A princípio, é evidente a omissão governamental no cumprimento de prerrogativas jurídicas inerente ao consumo de álcool. Desse modo, apesar de grandes avanços legais ao combate e prevenção dessa prática, como a elaboração do SUS e das Secretarias de Saúde, nota-se, na prática, o insucesso desse ideal. Prova dessa relação antagônica são os dados da OMS, os quais mostraram um aumento de 20% no consumo de bebidas alcoólicas no país. Destarte, ao descumprir preceitos legislativos e corroborar para a persistência desse dilema, é substancial a reformulação dessa postura política.

Outrossim, a desinformação contribui para a perpetuação dessa atividade.
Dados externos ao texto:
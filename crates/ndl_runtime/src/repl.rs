//! The interactive console.
//!
//! The console alternates between two modes: choosing an NPC to approach,
//! and talking to the chosen NPC. Resolution failures are printed and the
//! session carries on.

use ndl_engine::resolve::AI_ACTION;
use ndl_engine::{Generator, Resolver, Response};
use ndl_foundation::{Error, Npc, Result};

use crate::editor::{LineEditor, ReadResult, RustylineEditor};

/// Prompt shown while choosing an NPC.
pub const CHOOSE_PROMPT: &str = "Which NPC do you want to interact with? ";

/// Prompt shown while talking.
pub const TALK_PROMPT: &str = "You: ";

/// What the console is doing.
#[derive(Clone, Debug, PartialEq, Eq)]
pub enum Mode {
    /// Waiting for an NPC name.
    Choosing,
    /// Talking to the named NPC.
    Talking(String),
}

/// The interactive console.
pub struct Repl<G, E: LineEditor = RustylineEditor> {
    editor: E,
    resolver: Resolver<G>,
    mode: Mode,
    show_banner: bool,
}

impl<G: Generator> Repl<G, RustylineEditor> {
    /// Creates a console with the default rustyline editor.
    ///
    /// # Errors
    ///
    /// Returns an error if the editor fails to initialize.
    pub fn new(resolver: Resolver<G>) -> Result<Self> {
        let editor = RustylineEditor::new()?;
        Ok(Self::with_editor(resolver, editor))
    }
}

impl<G: Generator, E: LineEditor> Repl<G, E> {
    /// Creates a console with the given editor.
    pub fn with_editor(resolver: Resolver<G>, editor: E) -> Self {
        Self {
            editor,
            resolver,
            mode: Mode::Choosing,
            show_banner: true,
        }
    }

    /// Disables the welcome banner.
    #[must_use]
    pub fn without_banner(mut self) -> Self {
        self.show_banner = false;
        self
    }

    /// Returns the resolver.
    #[must_use]
    pub fn resolver(&self) -> &Resolver<G> {
        &self.resolver
    }

    /// Returns the current mode.
    #[must_use]
    pub fn mode(&self) -> &Mode {
        &self.mode
    }

    /// Runs the console loop until the user quits or input ends.
    ///
    /// # Errors
    ///
    /// Returns an error if reading from the terminal fails.
    pub fn run(&mut self) -> Result<()> {
        if self.show_banner {
            print_banner();
        }

        while self.read_eval_print()? {}

        println!("\nGoodbye!");
        Ok(())
    }

    /// Executes one read-eval-print iteration.
    ///
    /// Returns `Ok(true)` to continue, `Ok(false)` to exit.
    ///
    /// # Errors
    ///
    /// Returns an error if reading from the terminal fails.
    pub fn read_eval_print(&mut self) -> Result<bool> {
        let prompt = match self.mode {
            Mode::Choosing => {
                println!("\nAvailable NPCs: {}", self.resolver.list_npcs().join(", "));
                self.editor.set_completions(
                    self.resolver.list_npcs().into_iter().map(String::from).collect(),
                );
                CHOOSE_PROMPT
            }
            Mode::Talking(_) => TALK_PROMPT,
        };

        let input = match self.editor.read_line(prompt)? {
            ReadResult::Line(line) => line,
            ReadResult::Interrupted => {
                println!();
                return Ok(true);
            }
            ReadResult::Eof => return Ok(false),
        };
        let input = input.trim();

        match self.mode.clone() {
            Mode::Choosing => Ok(self.choose(input)),
            Mode::Talking(name) => {
                if !input.is_empty() {
                    self.editor.add_history(input);
                }
                Ok(self.talk(&name, input))
            }
        }
    }

    /// Handles an answer to the NPC choice prompt.
    fn choose(&mut self, input: &str) -> bool {
        if input.is_empty() || input.eq_ignore_ascii_case("quit") {
            return false;
        }

        let Some(npc) = self.resolver.find_npc(input) else {
            println!("NPC {input} not found.");
            return true;
        };

        for line in introduction(npc) {
            println!("{line}");
        }
        let mut words: Vec<String> = npc.trigger_events().map(String::from).collect();
        words.extend(["quit".to_string(), "switch".to_string()]);
        self.mode = Mode::Talking(npc.name.clone());
        self.editor.set_completions(words);
        true
    }

    /// Handles one utterance to the NPC called `name`.
    ///
    /// `quit` and `switch` both end the conversation; quitting the session
    /// happens at the NPC prompt.
    fn talk(&mut self, name: &str, input: &str) -> bool {
        if input.eq_ignore_ascii_case("quit") || input.eq_ignore_ascii_case("switch") {
            self.mode = Mode::Choosing;
            return true;
        }

        match self.resolver.resolve(name, input, false) {
            Ok(reply) => println!("{}", describe_reply(name, reply.as_ref())),
            Err(e) => print_error(&e),
        }
        true
    }
}

/// Lines printed when approaching an NPC.
#[must_use]
pub fn introduction(npc: &Npc) -> Vec<String> {
    let mut lines = vec![
        format!(
            "\nYou are now approaching {}...(Type 'quit' to exit, 'switch' to change NPC)",
            npc.name
        ),
        format!("Options: {}", npc.trigger_events().collect::<Vec<_>>().join(", ")),
    ];
    if let Some(memory) = &npc.memory {
        lines.push(format!("(Note: {memory})"));
    }
    lines
}

/// Formats a resolution result for the console.
#[must_use]
pub fn describe_reply(name: &str, reply: Option<&Response>) -> String {
    match reply {
        None => format!("{name} has no response."),
        Some(response) => match response.action.as_deref() {
            Some(action) if action != AI_ACTION => {
                format!("{name}: {} -> {action}", response.text)
            }
            _ => format!("{name}: {}", response.text),
        },
    }
}

fn print_error(error: &Error) {
    eprintln!("\x1b[31mError: {error}\x1b[0m");
}

fn print_banner() {
    println!("\x1b[1;36mNDL\x1b[0m v{}", env!("CARGO_PKG_VERSION"));
    println!("Pick an NPC to talk to. Use Ctrl+D to exit.");
}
Nesse enfoque, o insuficiente número de debates em campos midiáticos e comportamentais- a exemplo de escolas e da grande mídia- ocasiona a apatia de grande parcela populacional, contribuindo, assim, para a transformação do consumo excessivo de álcool em um problema restrito as vítimas. Sob esse prisma, tal realidade contrária a lógica do filósofo John Rawls, o qual defendia a importância de discussões sociopolíticas em áreas públicas para a materialização de uma sociedade justa e democrática.
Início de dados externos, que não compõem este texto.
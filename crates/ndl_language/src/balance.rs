//! Brace balancing and top-level block scanning.
//!
//! [`balanced_span`] is the one primitive used both to cut top-level `npc`
//! blocks out of a script and to find nested sub-blocks such as `dialogue`.
//! Quoted text is a single token, so braces inside quotes never move the
//! depth counter.

use ndl_foundation::Error;
use tracing::trace;

use crate::span::Span;
use crate::token::{Keyword, Token, TokenKind};

/// Token indices of a matched `{ ... }` pair.
#[derive(Clone, Copy, Debug, PartialEq, Eq)]
pub struct BraceSpan {
    /// Index of the opening `{`.
    pub open: usize,
    /// Index of the matching `}`.
    pub close: usize,
}

impl BraceSpan {
    /// Returns the tokens strictly between the braces.
    #[must_use]
    pub fn interior<'t>(&self, tokens: &'t [Token]) -> &'t [Token] {
        &tokens[self.open + 1..self.close]
    }
}

/// Walks forward from `from`, returning the first brace pair that brings the
/// depth back to zero.
///
/// Tokens before the first `{` are skipped, including stray `}`. Returns
/// `None` if the slice ends (or the lexer reported an error) before the depth
/// returns to zero, or if no `{` is found at all.
#[must_use]
pub fn balanced_span(tokens: &[Token], from: usize) -> Option<BraceSpan> {
    let mut depth = 0usize;
    let mut open = None;

    for (i, token) in tokens.iter().enumerate().skip(from) {
        match token.kind {
            TokenKind::LBrace => {
                if depth == 0 {
                    open = Some(i);
                }
                depth += 1;
            }
            TokenKind::RBrace if depth > 0 => {
                depth -= 1;
                if depth == 0 {
                    return open.map(|open| BraceSpan { open, close: i });
                }
            }
            TokenKind::Eof | TokenKind::Error(_) => return None,
            _ => {}
        }
    }

    None
}

/// One top-level `npc` block.
#[derive(Clone, Copy, Debug, PartialEq, Eq)]
pub struct Block {
    /// Index of the `npc` keyword.
    pub start: usize,
    /// The block's outer braces.
    pub body: BraceSpan,
    /// Source span from `npc` through the closing brace.
    pub span: Span,
}

impl Block {
    /// Returns the block's tokens, from `npc` through the closing brace.
    #[must_use]
    pub fn tokens<'t>(&self, tokens: &'t [Token]) -> &'t [Token] {
        &tokens[self.start..=self.body.close]
    }

    /// Returns the raw block text.
    #[must_use]
    pub fn text<'a>(&self, source: &'a str) -> &'a str {
        self.span.text(source)
    }
}

/// The outcome of scanning a script for blocks.
#[derive(Clone, Debug, Default)]
pub struct Scan {
    /// Complete blocks, in source order.
    pub blocks: Vec<Block>,
    /// Set when a block never closed; nothing after it was scanned.
    pub unbalanced: Option<Error>,
}

/// Extracts every balanced top-level `npc` block.
///
/// Scanning only moves forward. The first block that does not balance stops
/// the scan and is reported through [`Scan::unbalanced`]; blocks before it
/// are kept.
#[must_use]
pub fn scan(tokens: &[Token]) -> Scan {
    let mut result = Scan::default();
    let mut cursor = 0;

    while let Some(start) = find_keyword(tokens, cursor, Keyword::Npc) {
        let npc = tokens[start].span;
        let Some(body) = balanced_span(tokens, start) else {
            trace!(line = npc.line, column = npc.column, "npc block never closes");
            result.unbalanced = Some(Error::unbalanced_braces(npc.line, npc.column));
            break;
        };

        let block = Block {
            start,
            body,
            span: npc.to(tokens[body.close].span),
        };
        trace!(line = npc.line, tokens = body.close + 1 - start, "scanned npc block");
        result.blocks.push(block);
        cursor = body.close + 1;
    }

    result
}

/// Returns the index of the first `keyword` at or after `from`.
#[must_use]
pub fn find_keyword(tokens: &[Token], from: usize, keyword: Keyword) -> Option<usize> {
    tokens
        .iter()
        .enumerate()
        .skip(from)
        .find(|(_, t)| t.is_keyword(keyword))
        .map(|(i, _)| i)
}
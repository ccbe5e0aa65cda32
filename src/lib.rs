//! NDL - NPC Definition Language interpreter
//!
//! This crate re-exports all layers of the NDL system for convenient access.
//! For detailed documentation, see the individual layer crates.
//!
//! # Architecture
//!
//! ```text
//! Layer 3: ndl_runtime    — Console, CLI, configuration, Ollama backend
//! Layer 2: ndl_engine     — Registry, resolution, relays, fallback prompts
//! Layer 1: ndl_language   — Lexer, block scanner, dialogue parser
//! Layer 0: ndl_foundation — NPC records, Error
//! ```

pub use ndl_engine as engine;
pub use ndl_foundation as foundation;
pub use ndl_language as language;
pub use ndl_runtime as runtime;
//! Console, configuration, and generative backend for NDL.
//!
//! This crate provides:
//! - The interactive console (`Repl`)
//! - Line editing behind the `LineEditor` trait
//! - Layered configuration (`NdlConfig`)
//! - The Ollama-backed `Generator`
//! - Script loading and JSON dumps

#![warn(missing_docs)]
#![warn(clippy::all)]
#![warn(clippy::pedantic)]

pub mod config;
pub mod editor;
pub mod ollama;
pub mod repl;
pub mod script;

pub use config::{GeneratorConfig, NdlConfig};
pub use editor::{LineEditor, ReadResult, RustylineEditor};
pub use ollama::{Backend, OfflineGenerator, OllamaGenerator};
pub use repl::{Mode, Repl};
pub use script::{LoadedScript, dump_json, load_script};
Fica claro, portanto, a necessidade de ações mais eficazes para o combate ao abuso de álcool na sociedade brasileira. Logo, a fim de combater esse dilema, o Poder Público, por meio de parcerias público-privadas- a partir da dedução fiscal- deve criar programas de assistência social as vítimas e promover o tratamento dos distúrbios psicossociais. Além disso, compete às instituições formadoras de opinião, o aumento de discussões acerca dessa temática, bem como a presença de agentes de saúde nas escolas e a apresentação em novelas e filmes, mostrando as causas e consequências desse infortúnio, com o intuito de fomentar o pensamento crítico e a resolução desse quadro.